Raw data:

//! Terminal output fan-out.
//!
//! Every byte a spawned process emits, and every progress or error message
//! the orchestrator writes, reaches all attached terminal views. Sinks are
//! held weakly: a view that was dropped without unsubscribing is pruned on
//! the next broadcast.

use std::cell::{Cell, RefCell};
use std::collections::BTreeMap;
use std::rc::{Rc, Weak};

/// A terminal view that accepts text.
pub trait TerminalSink {
    fn write(&self, text: &str);
}

/// Registration handle returned by [`OutputFanOut::subscribe`].
#[derive(Clone, Copy, Debug, PartialEq, Eq, PartialOrd, Ord, Hash)]
pub struct SinkToken(u64);

#[derive(Default)]
struct Registry {
    sinks: RefCell<BTreeMap<SinkToken, Weak<dyn TerminalSink>>>,
    next: Cell<u64>,
}

/// Shared registry of terminal sinks. Cloning yields another handle to the
/// same registry.
#[derive(Clone, Default)]
pub struct OutputFanOut {
    inner: Rc<Registry>,
}

impl OutputFanOut {
    pub fn new() -> Self {
        Self::default()
    }

    /// Attach a sink. Sinks receive only output produced after this call;
    /// there is no replay.
    pub fn subscribe(&self, sink: &Rc<dyn TerminalSink>) -> SinkToken {
        let token = SinkToken(self.inner.next.get());
        self.inner.next.set(token.0 + 1);
        self.inner
            .sinks
            .borrow_mut()
            .insert(token, Rc::downgrade(sink));
        log::debug!("terminal sink {} attached", token.0);
        token
    }

    /// Detach a sink. Unknown tokens are ignored.
    pub fn unsubscribe(&self, token: SinkToken) {
        if self.inner.sinks.borrow_mut().remove(&token).is_some() {
            log::debug!("terminal sink {} detached", token.0);
        }
    }

    /// Deliver `text` to every sink attached at the time of the call, in
    /// subscription order.
    ///
    /// The registry is not borrowed while sinks run, so a sink may subscribe
    /// or unsubscribe from inside `write`; such changes apply to the next
    /// broadcast.
    pub fn broadcast(&self, text: &str) {
        if text.is_empty() {
            return;
        }

        let snapshot: Vec<Rc<dyn TerminalSink>> = {
            let mut sinks = self.inner.sinks.borrow_mut();
            sinks.retain(|_, weak| weak.strong_count() > 0);
            sinks.values().filter_map(Weak::upgrade).collect()
        };

        for sink in snapshot {
            sink.write(text);
        }
    }

    /// Number of live sinks.
    #[cfg(test)]
    pub fn len(&self) -> usize {
        self.inner
            .sinks
            .borrow()
            .values()
            .filter(|weak| weak.strong_count() > 0)
            .count()
    }

    #[cfg(test)]
    pub fn is_empty(&self) -> bool {
        self.len() == 0
    }
}

#[cfg(test)]
mod tests {
    use super::*;
    use crate::core::testing::RecordingSink;

    fn sink() -> (Rc<RecordingSink>, Rc<dyn TerminalSink>) {
        let recording = Rc::new(RecordingSink::default());
        let dynamic: Rc<dyn TerminalSink> = recording.clone();
        (recording, dynamic)
    }

    #[test]
    fn test_every_sink_receives_in_order() {
        let fanout = OutputFanOut::new();
        let (a, a_dyn) = sink();
        let (b, b_dyn) = sink();
        fanout.subscribe(&a_dyn);
        fanout.subscribe(&b_dyn);

        fanout.broadcast("one ");
        fanout.broadcast("two\n");

        assert_eq!(a.text(), "one two\n");
        assert_eq!(b.text(), "one two\n");
    }

    #[test]
    fn test_late_subscriber_gets_no_replay() {
        let fanout = OutputFanOut::new();
        let (a, a_dyn) = sink();
        fanout.subscribe(&a_dyn);
        fanout.broadcast("early\n");

        let (b, b_dyn) = sink();
        fanout.subscribe(&b_dyn);
        fanout.broadcast("late\n");

        assert_eq!(a.text(), "early\nlate\n");
        assert_eq!(b.text(), "late\n");
    }

    #[test]
    fn test_unsubscribe_stops_delivery() {
        let fanout = OutputFanOut::new();
        let (a, a_dyn) = sink();
        let token = fanout.subscribe(&a_dyn);
        fanout.broadcast("x");
        fanout.unsubscribe(token);
        fanout.broadcast("y");

        assert_eq!(a.text(), "x");
        assert!(fanout.is_empty());
    }

    #[test]
    fn test_dropped_sink_pruned() {
        let fanout = OutputFanOut::new();
        let (a, a_dyn) = sink();
        fanout.subscribe(&a_dyn);
        {
            let (_b, b_dyn) = sink();
            fanout.subscribe(&b_dyn);
            assert_eq!(fanout.len(), 2);
        }
        fanout.broadcast("still here");

        assert_eq!(fanout.len(), 1);
        assert_eq!(a.text(), "still here");
    }

    #[test]
    fn test_subscribe_during_broadcast_applies_next_time() {
        struct Subscriber {
            fanout: OutputFanOut,
            late: Rc<dyn TerminalSink>,
            done: Cell<bool>,
        }

        impl TerminalSink for Subscriber {
            fn write(&self, _text: &str) {
                if !self.done.replace(true) {
                    self.fanout.subscribe(&self.late);
                }
            }
        }

        let fanout = OutputFanOut::new();
        let (late, late_dyn) = sink();
        let subscriber: Rc<dyn TerminalSink> = Rc::new(Subscriber {
            fanout: fanout.clone(),
            late: late_dyn,
            done: Cell::new(false),
        });
        fanout.subscribe(&subscriber);

        fanout.broadcast("first");
        assert_eq!(late.text(), "");
        fanout.broadcast("second");
        assert_eq!(late.text(), "second");
    }
}
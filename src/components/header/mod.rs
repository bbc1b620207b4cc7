//! Workbench header: title, import and reset actions, status badge.

use leptos::prelude::*;
use leptos_icons::Icon;

use crate::app::AppContext;
use crate::components::icons as ic;
use crate::components::status::StatusBadge;
use crate::config::{APP_NAME, SUPPORTED_EXTENSIONS};
use crate::models::BringUpState;
use crate::utils::dom;

stylance::import_crate_style!(css, "src/components/header/header.module.css");

/// File picker restricted to the supported archive formats.
#[component]
pub fn ImportButton() -> impl IntoView {
    let ctx = use_context::<AppContext>().expect("AppContext must be provided at root");
    let disabled = Signal::derive(move || ctx.status.with(|s| *s != BringUpState::Idle));
    let accept = SUPPORTED_EXTENSIONS.join(",");

    let on_change = move |ev: leptos::ev::Event| {
        if let Some(file) = dom::take_selected_file(&ev) {
            ctx.import(file);
        }
    };

    view! {
        <label
            class=move || {
                if disabled.get() {
                    format!("{} {}", css::button, css::disabled)
                } else {
                    css::button.to_string()
                }
            }
            title="Import a project archive"
        >
            <Icon icon=ic::UPLOAD />
            <span class=css::buttonText>"Import project"</span>
            <input
                class=css::fileInput
                type="file"
                accept=accept
                disabled=disabled
                on:change=on_change
            />
        </label>
    }
}

#[component]
pub fn Header() -> impl IntoView {
    let ctx = use_context::<AppContext>().expect("AppContext must be provided at root");
    let idle = Signal::derive(move || ctx.status.with(|s| *s == BringUpState::Idle));

    view! {
        <header class=css::bar>
            <span class=css::title>{APP_NAME}</span>
            <div class=css::actions>
                <ImportButton />
                <button
                    class=css::button
                    disabled=idle
                    title="Stop processes and return to idle"
                    on:click=move |_| ctx.reset()
                >
                    <Icon icon=ic::RESET />
                    <span class=css::buttonText>"Reset"</span>
                </button>
                <StatusBadge />
            </div>
        </header>
    }
}
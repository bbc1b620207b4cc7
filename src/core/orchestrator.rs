//! Environment bring-up state machine.
//!
//! An [`Orchestrator`] takes one uploaded archive through
//! `Idle → Importing → Installing → Starting → Ready`, or into `Error`.
//! Stages run strictly one after another. Every failure ends the attempt in
//! [`BringUpState::Error`] and its message is written to every terminal.
//!
//! # Cancellation
//!
//! Each attempt captures the current generation. [`Orchestrator::reset`]
//! bumps it and kills tracked processes; an attempt that wakes up under a
//! newer generation stops without touching the state or the terminals.
//! Runtime operations already issued are not recalled.

use std::cell::{Cell, RefCell};
use std::pin::pin;
use std::rc::Rc;

use futures::future::{self, Either};

use crate::config::{BringUpConfig, SUPPORTED_EXTENSIONS};
use crate::core::archive::{ArchiveDecoder, ArchiveFormat, BuiltinDecoder};
use crate::core::error::{BringUpError, RuntimeError};
use crate::core::fanout::OutputFanOut;
use crate::core::mount_tree::{self, NormalizedEntry};
use crate::core::normalize::{is_root_like, normalize};
use crate::core::package::{PackageManager, PackageManifest};
use crate::core::probe::{ProbeOutcome, ReadinessProber, Transport};
use crate::core::runtime::{self, OutputPipe, Process, Runtime};
use crate::core::upload::UploadSource;
use crate::models::BringUpState;

/// Callback invoked after every state change.
pub type StatusListener = Rc<dyn Fn(&BringUpState)>;

/// Why an attempt stopped early.
enum Halt {
    Failed(BringUpError),
    /// A reset happened while the attempt was suspended.
    Cancelled,
}

impl From<BringUpError> for Halt {
    fn from(err: BringUpError) -> Self {
        Self::Failed(err)
    }
}

impl From<RuntimeError> for Halt {
    fn from(err: RuntimeError) -> Self {
        Self::Failed(err.into())
    }
}

type Step<T = ()> = Result<T, Halt>;

/// Drives import attempts against an injected runtime and transport.
pub struct Orchestrator<R: Runtime, T: Transport> {
    runtime: Rc<R>,
    prober: ReadinessProber<T>,
    decoder: Box<dyn ArchiveDecoder>,
    fanout: OutputFanOut,
    config: BringUpConfig,
    state: RefCell<BringUpState>,
    listeners: RefCell<Vec<StatusListener>>,
    generation: Rc<Cell<u64>>,
    processes: RefCell<Vec<Rc<R::Process>>>,
}

impl<R: Runtime, T: Transport> Orchestrator<R, T> {
    pub fn new(runtime: Rc<R>, transport: T, fanout: OutputFanOut, config: BringUpConfig) -> Self {
        Self {
            runtime,
            prober: ReadinessProber::new(transport),
            decoder: Box::new(BuiltinDecoder::new(config.max_entry_bytes)),
            fanout,
            config,
            state: RefCell::new(BringUpState::Idle),
            listeners: RefCell::new(Vec::new()),
            generation: Rc::new(Cell::new(0)),
            processes: RefCell::new(Vec::new()),
        }
    }

    /// Replace the archive decoder.
    #[cfg(test)]
    pub fn with_decoder(mut self, decoder: Box<dyn ArchiveDecoder>) -> Self {
        self.decoder = decoder;
        self
    }

    pub fn state(&self) -> BringUpState {
        self.state.borrow().clone()
    }

    pub fn runtime(&self) -> &Rc<R> {
        &self.runtime
    }

    pub fn fanout(&self) -> &OutputFanOut {
        &self.fanout
    }

    /// Register a status listener for the orchestrator's lifetime. It is not
    /// called for the current state.
    pub fn subscribe_status(&self, listener: StatusListener) {
        self.listeners.borrow_mut().push(listener);
    }

    // ========================================================================
    // Public operations
    // ========================================================================

    /// Run one import attempt to completion and return the state it ended in.
    ///
    /// Only accepted from `Idle`; otherwise the call is ignored and the
    /// current state is returned.
    pub async fn import_project<U: UploadSource>(&self, upload: &U) -> BringUpState {
        if self.state() != BringUpState::Idle {
            log::warn!("import of {} ignored: bring-up is {}", upload.name(), self.state());
            return self.state();
        }

        let generation = self.generation.get();
        log::info!("import attempt {} for {}", generation, upload.name());

        match self.run(generation, upload).await {
            Ok(()) => {}
            Err(Halt::Cancelled) => log::info!("import attempt {} abandoned", generation),
            Err(Halt::Failed(err)) => self.fail(generation, err),
        }
        self.state()
    }

    /// Abandon the current attempt, kill its processes and return to `Idle`.
    pub fn reset(&self) {
        self.generation.set(self.generation.get() + 1);

        let processes = std::mem::take(&mut *self.processes.borrow_mut());
        if !processes.is_empty() {
            log::info!("killing {} process(es)", processes.len());
        }
        for process in processes {
            process.kill();
        }

        self.set_state(BringUpState::Idle);
    }

    // ========================================================================
    // Stages
    // ========================================================================

    async fn run<U: UploadSource>(&self, generation: u64, upload: &U) -> Step {
        self.transition(generation, BringUpState::Importing)?;
        let (file_count, manifest) = self.import_stage(generation, upload).await?;
        self.write(
            generation,
            &format!("Project imported, {} files mounted\n", file_count),
        )?;

        self.transition(generation, BringUpState::Installing)?;
        let pm = self.detect_package_manager(generation).await?;
        self.install_stage(generation, pm).await?;

        self.transition(generation, BringUpState::Starting)?;
        self.start_stage(generation, pm, &manifest).await?;

        self.transition(generation, BringUpState::Ready)?;
        self.write(
            generation,
            &format!("Server ready at {}\n", self.config.readiness.url),
        )
    }

    async fn import_stage<U: UploadSource>(
        &self,
        generation: u64,
        upload: &U,
    ) -> Step<(usize, PackageManifest)> {
        let name = upload.name();
        let Some(format) = ArchiveFormat::from_file_name(&name) else {
            return Err(BringUpError::InvalidArchiveFormat {
                supported: SUPPORTED_EXTENSIONS.join(" and "),
            }
            .into());
        };

        let size = upload.size();
        if size > self.config.max_archive_bytes {
            return Err(BringUpError::FileTooLarge {
                size,
                limit: self.config.max_archive_bytes,
            }
            .into());
        }

        let bytes = upload.read_bytes().await?;
        self.check(generation)?;

        let decoded = self
            .decoder
            .decode(&bytes, format)
            .map_err(|e| BringUpError::CorruptArchive(e.to_string()))?;

        let mut entries = Vec::with_capacity(decoded.len());
        for decoded in decoded {
            match decoded {
                Ok(entry) if is_root_like(&entry.raw_path) => {}
                Ok(entry) => entries.push(NormalizedEntry {
                    path: normalize(&entry.raw_path),
                    is_directory: entry.is_directory,
                    bytes: entry.bytes,
                }),
                Err(e) => log::warn!("skipping unreadable entry {}: {}", e.raw_path, e.reason),
            }
        }
        if self.config.strip_single_root {
            entries = mount_tree::strip_single_root(entries, &self.config.manifest_file);
        }

        let plan = mount_tree::build(entries)?;
        log::info!(
            "mounting {} files in {} directories",
            plan.file_count(),
            plan.directories.len()
        );

        runtime::clear_root(&*self.runtime).await?;
        self.check(generation)?;
        for dir in &plan.directories {
            self.runtime
                .make_directory(&format!("/{}", dir), true)
                .await?;
            self.check(generation)?;
        }
        self.runtime.mount(&plan.tree).await?;
        self.check(generation)?;

        let manifest_path = format!("/{}", self.config.manifest_file);
        let manifest_bytes = match self.runtime.read_file(&manifest_path).await {
            Ok(bytes) => bytes,
            Err(RuntimeError::NotFound(_)) => {
                self.check(generation)?;
                return Err(BringUpError::MissingManifest(self.config.manifest_file.clone()).into());
            }
            Err(e) => return Err(e.into()),
        };
        self.check(generation)?;
        let manifest = PackageManifest::parse(&manifest_bytes, &self.config.manifest_file)?;

        Ok((plan.file_count(), manifest))
    }

    async fn detect_package_manager(&self, generation: u64) -> Step<PackageManager> {
        let present = runtime::root_file_names(&*self.runtime).await;
        self.check(generation)?;
        Ok(PackageManager::detect(|file| {
            present.iter().any(|name| name == file)
        }))
    }

    async fn install_stage(&self, generation: u64, pm: PackageManager) -> Step {
        self.write(
            generation,
            &format!("Installing dependencies with {}...\n", pm),
        )?;

        let process = self
            .spawn_tracked(generation, pm.command(), &pm.install_args())
            .await?;
        let code = process.exit().await;
        self.check(generation)?;
        self.untrack(&process);

        if code != 0 {
            return Err(BringUpError::InstallFailed(code).into());
        }
        Ok(())
    }

    async fn start_stage(
        &self,
        generation: u64,
        pm: PackageManager,
        manifest: &PackageManifest,
    ) -> Step {
        let script = manifest.start_script(&self.config.start_scripts)?;
        self.write(
            generation,
            &format!("Dependencies installed, starting {} run {}...\n", pm, script),
        )?;

        let server = self
            .spawn_tracked(generation, pm.command(), &pm.run_args(script))
            .await?;

        // An early exit wins over a pending probe.
        let exited = pin!(server.exit());
        let probed = pin!(self.prober.probe_with(&self.config.readiness));
        let outcome = match future::select(exited, probed).await {
            Either::Left((code, _)) => {
                self.check(generation)?;
                self.untrack(&server);
                return Err(BringUpError::ServerExited(code).into());
            }
            Either::Right((outcome, _)) => outcome,
        };
        self.check(generation)?;

        match outcome {
            ProbeOutcome::Ready { attempt } => {
                log::info!("dev server ready after {} attempt(s)", attempt);
                Ok(())
            }
            ProbeOutcome::Exhausted { attempts } => Err(BringUpError::ReadinessTimeout {
                url: self.config.readiness.url.clone(),
                attempts,
            }
            .into()),
        }
    }

    // ========================================================================
    // Helpers
    // ========================================================================

    fn check(&self, generation: u64) -> Step {
        if self.generation.get() == generation {
            Ok(())
        } else {
            Err(Halt::Cancelled)
        }
    }

    fn transition(&self, generation: u64, next: BringUpState) -> Step {
        self.check(generation)?;
        log::info!("bring-up: {} -> {}", self.state(), next);
        self.set_state(next);
        Ok(())
    }

    fn write(&self, generation: u64, text: &str) -> Step {
        self.check(generation)?;
        self.fanout.broadcast(text);
        Ok(())
    }

    fn fail(&self, generation: u64, err: BringUpError) {
        if self.check(generation).is_err() {
            return;
        }
        log::error!("bring-up failed: {}", err);
        let message = format!("{}\n", err);
        self.set_state(BringUpState::Error(err));
        self.fanout.broadcast(&message);
    }

    fn set_state(&self, next: BringUpState) {
        *self.state.borrow_mut() = next.clone();
        let listeners: Vec<StatusListener> = self.listeners.borrow().clone();
        for listener in listeners {
            listener(&next);
        }
    }

    /// Output pipe that drops chunks once its attempt is stale.
    fn pipe(&self, generation: u64) -> OutputPipe {
        let fanout = self.fanout.clone();
        let current = self.generation.clone();
        Rc::new(move |chunk: &str| {
            if current.get() == generation {
                fanout.broadcast(chunk);
            }
        })
    }

    async fn spawn_tracked(
        &self,
        generation: u64,
        command: &str,
        args: &[String],
    ) -> Step<Rc<R::Process>> {
        self.check(generation)?;
        log::info!("spawning {} {}", command, args.join(" "));

        let process = Rc::new(
            self.runtime
                .spawn(command, args, self.pipe(generation))
                .await?,
        );
        if self.check(generation).is_err() {
            process.kill();
            return Err(Halt::Cancelled);
        }
        self.processes.borrow_mut().push(process.clone());
        Ok(process)
    }

    fn untrack(&self, process: &Rc<R::Process>) {
        self.processes
            .borrow_mut()
            .retain(|tracked| !Rc::ptr_eq(tracked, process));
    }
}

What needs to be done:
All lines that hold the word "RuntimeError" should be copied from the data.

Output below:
use crate::core::error::{BringUpError, RuntimeError};
impl From<RuntimeError> for Halt {
    fn from(err: RuntimeError) -> Self {
            Err(RuntimeError::NotFound(_)) => {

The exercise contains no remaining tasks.